Tante Victoire parcourait près de deux cents kilomètres à bicyclette pour se procurer des victuailles au marché noir : les bons d’alimentation qu’elle percevait n’étaient pas suffisants pour la nourrir avec sa petite fille Marie-Thérèse.

Des bons de ravitaillement étaient octroyés par les services municipaux dans le respect de normes strictes.

Mon père regretta par la suite d’avoir été fidèle à ces normes, parfois contestables.

Il conservait les précieux documents chez lui de crainte qu’ils ne soient subtilisés par les autorités allemandes : elles avaient fait de la mairie une annexe de leur QG.

Un habitant de la commune s’était vanté de savoir les bons en sécurité vu qu’ils étaient chez le secrétaire de mairie.

C’est ainsi qu’un groupe de résistants masqués pénétra un soir, arme au poing, chez mes parents et se fit remettre, sous la menace, les bons d’alimentation et de chaussures.

Fidèle à son implantation mérovingienne, Maretz était au cœur d’un réseau ferroviaire et les rails étaient régulièrement sabotés par les résistants pour empêcher les trains convoyant les richesses du territoire de parvenir en Allemagne.

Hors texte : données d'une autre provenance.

//! Message types passed between pipeline stages.

use std::time::Instant;

/// Where an utterance came from.
#[derive(Debug, Clone, Copy, PartialEq, Eq)]
pub enum UtteranceSource {
    /// Recognized speech; subject to wake-word gating.
    Speech,
    /// Typed input; bypasses wake-word gating.
    Manual,
}

/// One unit of recognized or typed text entering the engine.
#[derive(Debug, Clone)]
pub struct Utterance {
    pub text: String,
    pub source: UtteranceSource,
    /// Timestamp when the utterance entered the pipeline.
    pub received_at: Instant,
}

impl Utterance {
    #[must_use]
    pub fn speech(text: impl Into<String>) -> Self {
        Self {
            text: text.into(),
            source: UtteranceSource::Speech,
            received_at: Instant::now(),
        }
    }

    #[must_use]
    pub fn manual(text: impl Into<String>) -> Self {
        Self {
            text: text.into(),
            source: UtteranceSource::Manual,
            received_at: Instant::now(),
        }
    }
}

/// Events published to frontends (GUI, console).
#[derive(Debug, Clone)]
pub enum PipelineEvent {
    /// An utterance was accepted for processing.
    UserText(String),
    /// A reply was produced and queued for speech.
    AssistantText(String),
    /// Microphone level update, 0–100.
    MicLevel(u8),
    /// The pipeline stopped.
    Stopped,
}
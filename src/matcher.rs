//! Deterministic, rule-based intent matching.
//!
//! The fast matcher turns an utterance into at most one
//! [`StructuredCommand`] using fixed phrase tables and the lexicon. Rules
//! run in a fixed order and the first match wins — no scoring, no network.
//! Collections are scanned in their stored order, so an ambiguous phrase
//! resolves to whichever entry was registered first.

use crate::command::{Intent, StructuredCommand, WindowAction};
use crate::lexicon::{EntryKind, Lexicon};
use regex::Regex;
use std::sync::LazyLock;

/// Verb aliases that start an open/launch request.
pub(crate) const OPEN_VERBS: [&str; 2] = ["відкрий", "запусти"];

/// Verb aliases that start a close request.
pub(crate) const CLOSE_VERBS: [&str; 2] = ["закрий", "вимкни"];

/// Fixed phrases answered without touching the lexicon. The fuzzy fallback
/// reuses these tables as its command vocabulary.
pub(crate) const CAPABILITY_PHRASES: [&str; 2] = ["що ти вмієш", "твої можливості"];
pub(crate) const ARCHITECTURE_PHRASES: [&str; 3] =
    ["як ти працюєш", "твоя архітектура", "принцип роботи"];
pub(crate) const TIME_PHRASES: [&str; 4] =
    ["котра година", "яка година", "поточний час", "скільки годин"];
pub(crate) const POWER_OFF_PHRASES: [&str; 3] =
    ["вимкни комп'ютер", "вимкни комп", "виключи комп"];
pub(crate) const SUSPEND_PHRASES: [&str; 2] =
    ["введи комп'ютер у сон", "введи комп'ютер в сон"];

static TIMER_RE: LazyLock<Regex> =
    LazyLock::new(|| Regex::new(r"(\d+)\s*(?:хв|мін)").expect("static timer pattern"));
static NUMBER_RE: LazyLock<Regex> =
    LazyLock::new(|| Regex::new(r"\d+").expect("static number pattern"));

/// Extract the first integer literal from the utterance, if any.
#[must_use]
pub fn first_number(text: &str) -> Option<i64> {
    NUMBER_RE.find(text).and_then(|m| m.as_str().parse().ok())
}

fn contains_any(text: &str, phrases: &[&str]) -> bool {
    phrases.iter().any(|p| text.contains(p))
}

/// Match an utterance against the built-in rules and the lexicon.
///
/// Returns `None` when nothing matches; the caller proceeds to the
/// fallback stage.
#[must_use]
pub fn match_utterance(raw: &str, lexicon: &Lexicon) -> Option<StructuredCommand> {
    let text = raw.trim().to_lowercase();
    if text.is_empty() {
        return None;
    }

    // 1. Fixed built-in phrases.
    if contains_any(&text, &CAPABILITY_PHRASES) {
        return Some(StructuredCommand::bare(Intent::Capabilities));
    }
    if contains_any(&text, &ARCHITECTURE_PHRASES) {
        return Some(StructuredCommand::bare(Intent::Architecture));
    }
    if contains_any(&text, &TIME_PHRASES) {
        return Some(StructuredCommand::bare(Intent::CurrentTime));
    }
    if contains_any(&text, &POWER_OFF_PHRASES) {
        return Some(StructuredCommand::bare(Intent::PowerOff));
    }
    if contains_any(&text, &SUSPEND_PHRASES) {
        return Some(StructuredCommand::bare(Intent::Suspend));
    }

    // 2. Open/launch a lexicon entry.
    if let Some(rest) = strip_verb(&text, &OPEN_VERBS) {
        for entry in &lexicon.entries {
            if entry.voice_phrases.iter().any(|p| rest.contains(p.as_str())) {
                return Some(StructuredCommand::bare(Intent::OpenEntry {
                    entry_id: entry.id.clone(),
                }));
            }
        }
    }

    // 3. Close an application entry.
    if let Some(rest) = strip_verb(&text, &CLOSE_VERBS) {
        for entry in &lexicon.entries {
            if entry.kind == EntryKind::App
                && entry.voice_phrases.iter().any(|p| rest.contains(p.as_str()))
            {
                return Some(StructuredCommand::bare(Intent::CloseApp {
                    entry_id: entry.id.clone(),
                }));
            }
        }
    }

    // 4. Automation sequences match anywhere in the utterance.
    for sequence in &lexicon.sequences {
        if sequence
            .voice_phrases
            .iter()
            .any(|p| text.contains(p.as_str()))
        {
            return Some(StructuredCommand::bare(Intent::RunSequence {
                sequence_id: sequence.id.clone(),
            }));
        }
    }

    // 5. IoT action phrases, with an optional numeric argument.
    for device in &lexicon.iot_devices {
        for action in &device.actions {
            if action
                .voice_phrases
                .iter()
                .any(|p| text.contains(p.as_str()))
            {
                return Some(StructuredCommand::bare(Intent::IotAction {
                    device_id: device.id.clone(),
                    action_name: action.name.clone(),
                    value: first_number(&text),
                }));
            }
        }
    }

    // 6. Timer.
    if text.contains("таймер") || text.contains("засічи") {
        if text.contains("стоп") || text.contains("зупини") {
            return Some(StructuredCommand::bare(Intent::StopTimer));
        }
        if let Some(caps) = TIMER_RE.captures(&text)
            && let Ok(minutes) = caps[1].parse::<u64>()
        {
            return Some(StructuredCommand::bare(Intent::StartTimer { minutes }));
        }
    }

    // 7. Window management.
    if (text.contains("згорни")
        && (text.contains("все") || text.contains("всі") || text.contains("вікна")))
        || text.contains("покажи робочий стіл")
    {
        return Some(StructuredCommand::bare(Intent::Window {
            action: WindowAction::MinimizeAll,
        }));
    }

    // 8. Notes sessions.
    if (text.contains("створи") || text.contains("почни"))
        && (text.contains("нотатк") || text.contains("запис"))
    {
        return Some(StructuredCommand::bare(Intent::StartNotes));
    }
    if (text.contains("зупини") || text.contains("заверши"))
        && (text.contains("нотатк") || text.contains("запис"))
    {
        return Some(StructuredCommand::bare(Intent::StopNotes));
    }
    if text.contains("проаналізуй") && text.contains("нотатк") {
        return Some(StructuredCommand::bare(Intent::AnalyzeNotes));
    }

    // 9. Long-term memory.
    if text.contains("запам'ятай") {
        return Some(StructuredCommand::bare(Intent::RememberFact {
            text: text.clone(),
        }));
    }
    if text.contains("очисти") && text.contains("пам'ят") {
        return Some(StructuredCommand::bare(Intent::ClearMemory));
    }

    None
}

/// If the utterance starts with one of the verbs, return the remainder.
fn strip_verb<'a>(text: &'a str, verbs: &[&str]) -> Option<&'a str> {
    for verb in verbs {
        if let Some(rest) = text.strip_prefix(verb) {
            let rest = rest.trim();
            if !rest.is_empty() {
                return Some(rest);
            }
        }
    }
    None
}

#[cfg(test)]
mod tests {
    #![allow(clippy::unwrap_used, clippy::expect_used, clippy::panic)]

    use super::*;
    use crate::lexicon::{AutomationSequence, Connection, IotAction, IotDevice, LexiconEntry};

    fn lexicon() -> Lexicon {
        Lexicon {
            entries: vec![
                LexiconEntry {
                    id: "telegram".into(),
                    display_name: "Телеграм".into(),
                    kind: EntryKind::App,
                    target: "/usr/bin/telegram-desktop".into(),
                    voice_phrases: vec!["телеграм".into(), "телегу".into()],
                },
                LexiconEntry {
                    id: "telegram_web".into(),
                    display_name: "Телеграм веб".into(),
                    kind: EntryKind::Website,
                    target: "https://web.telegram.org".into(),
                    voice_phrases: vec!["телеграм".into()],
                },
                LexiconEntry {
                    id: "docs".into(),
                    display_name: "Документи".into(),
                    kind: EntryKind::Folder,
                    target: "/home/user/Documents".into(),
                    voice_phrases: vec!["документи".into()],
                },
            ],
            sequences: vec![AutomationSequence {
                id: "work".into(),
                display_name: "Робочий режим".into(),
                voice_phrases: vec!["робочий режим".into()],
                steps: Vec::new(),
            }],
            iot_devices: vec![IotDevice {
                id: "lamp".into(),
                display_name: "Лампа".into(),
                connection: Connection::Http {
                    url: "http://192.168.0.50/cmd".into(),
                    method: "GET".into(),
                },
                actions: vec![IotAction {
                    name: "brightness".into(),
                    voice_phrases: vec!["яскравість".into()],
                    payload_template: "level={value}".into(),
                }],
            }],
        }
    }

    #[test]
    fn open_verb_plus_phrase_matches_entry() {
        let cmd = match_utterance("Відкрий телеграм", &lexicon()).unwrap();
        assert_eq!(
            cmd.intent,
            Intent::OpenEntry {
                entry_id: "telegram".into()
            }
        );
    }

    #[test]
    fn ambiguous_phrase_resolves_to_first_registered_entry() {
        // Both "telegram" and "telegram_web" carry the phrase "телеграм";
        // the one stored first wins, every time.
        let lex = lexicon();
        for _ in 0..5 {
            let cmd = match_utterance("запусти телеграм", &lex).unwrap();
            assert_eq!(
                cmd.intent,
                Intent::OpenEntry {
                    entry_id: "telegram".into()
                }
            );
        }
    }

    #[test]
    fn close_matches_apps_only() {
        let cmd = match_utterance("закрий телеграм", &lexicon()).unwrap();
        assert_eq!(
            cmd.intent,
            Intent::CloseApp {
                entry_id: "telegram".into()
            }
        );
        // "документи" is a folder — no close command for it.
        assert!(match_utterance("закрий документи", &lexicon()).is_none());
    }

    #[test]
    fn bare_verb_matches_nothing() {
        assert!(match_utterance("відкрий", &lexicon()).is_none());
        assert!(match_utterance("відкрий   ", &lexicon()).is_none());
    }

    #[test]
    fn sequence_phrase_matches_anywhere() {
        let cmd = match_utterance("увімкни мені робочий режим будь ласка", &lexicon()).unwrap();
        assert_eq!(
            cmd.intent,
            Intent::RunSequence {
                sequence_id: "work".into()
            }
        );
    }

    #[test]
    fn iot_phrase_extracts_numeric_value() {
        let cmd = match_utterance("постав яскравість на 40", &lexicon()).unwrap();
        assert_eq!(
            cmd.intent,
            Intent::IotAction {
                device_id: "lamp".into(),
                action_name: "brightness".into(),
                value: Some(40),
            }
        );
    }

    #[test]
    fn iot_phrase_without_number_has_no_value() {
        let cmd = match_utterance("яскравість максимум", &lexicon()).unwrap();
        assert!(matches!(
            cmd.intent,
            Intent::IotAction { value: None, .. }
        ));
    }

    #[test]
    fn timer_start_and_stop() {
        let cmd = match_utterance("засічи таймер на 15 хв", &lexicon()).unwrap();
        assert_eq!(cmd.intent, Intent::StartTimer { minutes: 15 });

        let cmd = match_utterance("стоп таймер", &lexicon()).unwrap();
        assert_eq!(cmd.intent, Intent::StopTimer);
    }

    #[test]
    fn timer_without_duration_is_no_match() {
        assert!(match_utterance("постав таймер", &lexicon()).is_none());
    }

    #[test]
    fn window_management_phrases() {
        for utterance in ["згорни всі вікна", "згорни все", "покажи робочий стіл"] {
            let cmd = match_utterance(utterance, &lexicon()).unwrap();
            assert_eq!(
                cmd.intent,
                Intent::Window {
                    action: WindowAction::MinimizeAll
                }
            );
        }
    }

    #[test]
    fn notes_session_phrases() {
        assert_eq!(
            match_utterance("почни запис нотаток", &lexicon())
                .unwrap()
                .intent,
            Intent::StartNotes
        );
        assert_eq!(
            match_utterance("заверши нотатки", &lexicon()).unwrap().intent,
            Intent::StopNotes
        );
        assert_eq!(
            match_utterance("проаналізуй нотатки", &lexicon())
                .unwrap()
                .intent,
            Intent::AnalyzeNotes
        );
    }

    #[test]
    fn memory_phrases() {
        let cmd = match_utterance("запам'ятай що пароль у шухляді", &lexicon()).unwrap();
        assert!(matches!(cmd.intent, Intent::RememberFact { .. }));

        assert_eq!(
            match_utterance("очисти пам'ять", &lexicon()).unwrap().intent,
            Intent::ClearMemory
        );
    }

    #[test]
    fn builtin_phrases_win_before_lexicon() {
        assert_eq!(
            match_utterance("що ти вмієш", &lexicon()).unwrap().intent,
            Intent::Capabilities
        );
        assert_eq!(
            match_utterance("котра година", &lexicon()).unwrap().intent,
            Intent::CurrentTime
        );
        // "вимкни комп'ютер" is a close verb too, but the power-off
        // built-in is checked first.
        assert_eq!(
            match_utterance("вимкни комп'ютер", &lexicon()).unwrap().intent,
            Intent::PowerOff
        );
    }

    #[test]
    fn noise_and_unknown_yield_none() {
        assert!(match_utterance("", &lexicon()).is_none());
        assert!(match_utterance("   ", &lexicon()).is_none());
        assert!(match_utterance("бла бла бла", &lexicon()).is_none());
    }

    #[test]
    fn matching_is_deterministic_across_calls() {
        let lex = lexicon();
        let first = match_utterance("відкрий телеграм", &lex);
        let second = match_utterance("відкрий телеграм", &lex);
        assert_eq!(first, second);
    }
}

Excédé par la fréquence des sabotages, un officier allemand pénétra un beau matin dans le bureau de mon père et le somma de lui passer le téléphone.

Bien imprudemment, mon père dit : «  La ligne est coupée ! Comment le savez-vous explosa l’officier et sur ce, il intima à mon père de lui fournir les noms des saboteurs le lendemain, faute de quoi il nommerait vingt otages qui seraient fusillés et naturellement ajouta-t-il, vous serez le premier sur la liste » avant de tourner rageusement les talons.

Avertis, tous les hommes de la commune de Maretz partirent se cacher dans les environs pendant la nuit.

Le lendemain, trois hommes, mon père, le maire et son adjoint attendaient la venue des Allemands.

Occupés par un autre attentat, les allemands ne vinrent pas et j’eus ainsi la chance de venir au monde après une grossesse placée sous le signe du stress de ma mère.